If we were here at any other time of year we could have taken cues from other patrons. When we were in Morocco and weren’t sure which restaurants were serving food (some didn’t start dinner service until very late) we would wander until we literally found people eating and just eat there. But here we had no such luck. Some of the cafes had people sitting at tables but again, NO ONE was eating or drinking. Finally, at 3:30pm, we found an eager owner. A plump woman in her 40’s noticed us peering into her café and ran out from the kitchen to wave us in.
We sat down and reviewed the small menu. Luckily everything was written in both Turkish and English and for the most part were items we recognized. Unfortunately the reason we were able to recognize them was because they were all traditional Turkish dishes, aka dishes I couldn’t eat. I knew that everything on the menu, with the exception of the saffron rice, had garlic or onions in it. While I was tempted to just order the rice, we were in Safranbolu after all, I knew it was probably not the most well rounded meal. I took note of a bean soup and lentil dish and crossed my fingers that one of them would work.
When the woman returned I immediately handed her my ‘I’m allergic to garlic and onions’ Turkish note card and then pointed at the menu with an expression that easily translated to ‘so what can I eat?’ She gave me an all too familiar look, the one that is a combination of concern, befuddlement and ‘you’re screwed’. She pointed at the rice and then at the toast and said ‘potato or cheese?’ Yup, I was back to my India options: rice or cheese sandwiches. I decided to mix it up and ordered the potato. Adam, worry-free eater, got to order the manti (Turkish ravioli with yogurt sauce), one of the many traditional dishes I had read about and longed to try.
Following our tasty lunch we decided to walk around town before heading back to our hotel. The afternoon sun was blazing and the tall, close set buildings prevented the breeze from providing any relief. So we figured the best course of action was to hunt down some ice cream. After trying at a few cafes we finally stumbled across Safran-Tat and ordered two chocolate cones. There wasn’t any seating so we headed across the small square to a shaded bench.
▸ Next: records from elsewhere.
fn axis_marks(element: &Element, ctx: &BuilderContext<'_>) -> AxisMarks {
    let mut marks = AxisMarks::new()
        .with_preset(ctx.attribute(element, "preset").unwrap_or_default())
        .with_position(ctx.attribute(element, "position").unwrap_or_default())
        .with_values(mark_values(element, ctx));
    if let Some(stroke) = ctx.attribute(element, "stroke") {
        marks = marks.with_stroke(stroke);
    }
    if let Some(format) = axis_format(element, ctx, None) {
        return marks.with_format(format);
    }

    let children: Vec<&Element> = element.flow_children().collect();
    let per_value = !children.is_empty()
        && children
            .iter()
            .all(|child| AxisMarkTag::from_tag(&child.tag) == Some(AxisMarkTag::AxisValue));
    if per_value {
        let mut values = Vec::new();
        let mut groups = Vec::new();
        for child in children {
            let Some(value) = required::<f64>(child, "value", ctx) else {
                continue;
            };
            values.push(value);
            groups.push(AxisValueMarks {
                value,
                marks: build_element::<AxisMarkBuilder>(child, ctx),
            });
        }
        return marks
            .with_values(AxisMarkValues::Values(values))
            .with_content(AxisMarksContent::PerValue(groups));
    }
    if !children.is_empty() {
        return marks.with_content(AxisMarksContent::Marks(build_children::<AxisMarkBuilder>(
            element, ctx,
        )));
    }
    marks
}

fn value_label(element: &Element, ctx: &BuilderContext<'_>) -> AxisValueLabel {
    let format = axis_format(element, ctx, Some("usd"));
    AxisValueLabel {
        centered: ctx.attribute_or(element, "centered", false),
        anchor: ctx.attribute(element, "anchor"),
        multi_label_alignment: ctx.attribute(element, "multi-label-alignment"),
        collision_resolution: ctx.attribute(element, "collision-resolution").unwrap_or_default(),
        offsets_marks: ctx.attribute_or(element, "offsets-marks", false),
        orientation: ctx.attribute(element, "orientation").unwrap_or_default(),
        horizontal_spacing: ctx.attribute(element, "horizontal-spacing"),
        vertical_spacing: ctx.attribute(element, "vertical-spacing"),
        content: if format.is_none() {
            view_children(element)
        } else {
            None
        },
        format,
    }
}

/// Reads the `values` attribute and its companions.
///
/// Absent or unusable values fall back to automatic defaults.
fn mark_values(element: &Element, ctx: &BuilderContext<'_>) -> AxisMarkValues {
    let Some(raw) = element.attribute("values") else {
        return AxisMarkValues::default();
    };
    let round_lower_bound = ctx.attribute_or(element, "round-lower-bound", false);
    let round_upper_bound = ctx.attribute_or(element, "round-upper-bound", false);
    match raw {
        "automatic" => AxisMarkValues::Automatic {
            minimum_stride: ctx.attribute(element, "minimum-stride"),
            desired_count: ctx.attribute(element, "desired-count"),
            round_lower_bound,
            round_upper_bound,
        },
        "stride" => {
            let stride = element.attribute("stride");
            if let Some(by) = stride.and_then(|raw| f64::parse(raw).ok()) {
                AxisMarkValues::Stride {
                    by,
                    round_lower_bound,
                    round_upper_bound,
                }
            } else if let Some(component) = required::<CalendarComponent>(element, "stride", ctx) {
                AxisMarkValues::CalendarStride {
                    component,
                    count: ctx.attribute_or(element, "count", 1),
                    round_lower_bound,
                    round_upper_bound,
                    calendar: ctx.attribute(element, "calendar"),
                }
            } else {
                AxisMarkValues::default()
            }
        }
        _ => {
            ctx.invalid_attribute(
                element,
                "values",
                &AttributeError::invalid(raw, "axis mark values"),
            );
            AxisMarkValues::default()
        }
    }
}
Just as we sat down we heard the Azan’s call to prayer. I’m not sure of the exact differences between the call in Turkey and Morocco, but I find the ones here to be much more beautiful. The melodies are soothing and the Azan’s voices all have a peaceful quality to them. The sleepy streets around us began to fill with men making their way to the mosques for the afternoon prayer. I noticed a number of them headed directly for us and was concerned for a moment that they were coming to reprimand us for eating on the street. But one by one they walked right by, turning just a few feet past our bench. I allowed my gaze to follow their path and felt instantly guilty. I turned to Adam, eyes wide, and exclaimed “Crap, look where we’re sitting”. Directly behind us, barely 30ft away was the entrance to a mosque. There we were, foreign jackasses, leisurely eating ice cream in the middle of the day basically on the doorstep.
We immediately stood up and began walking back towards our hotel. I thought about throwing the cone out, feeling embarrassed by our insensitivity, but decided to just enjoy the little I had left. After all, we had already committed the faux pas, we might as well finish the ice cream.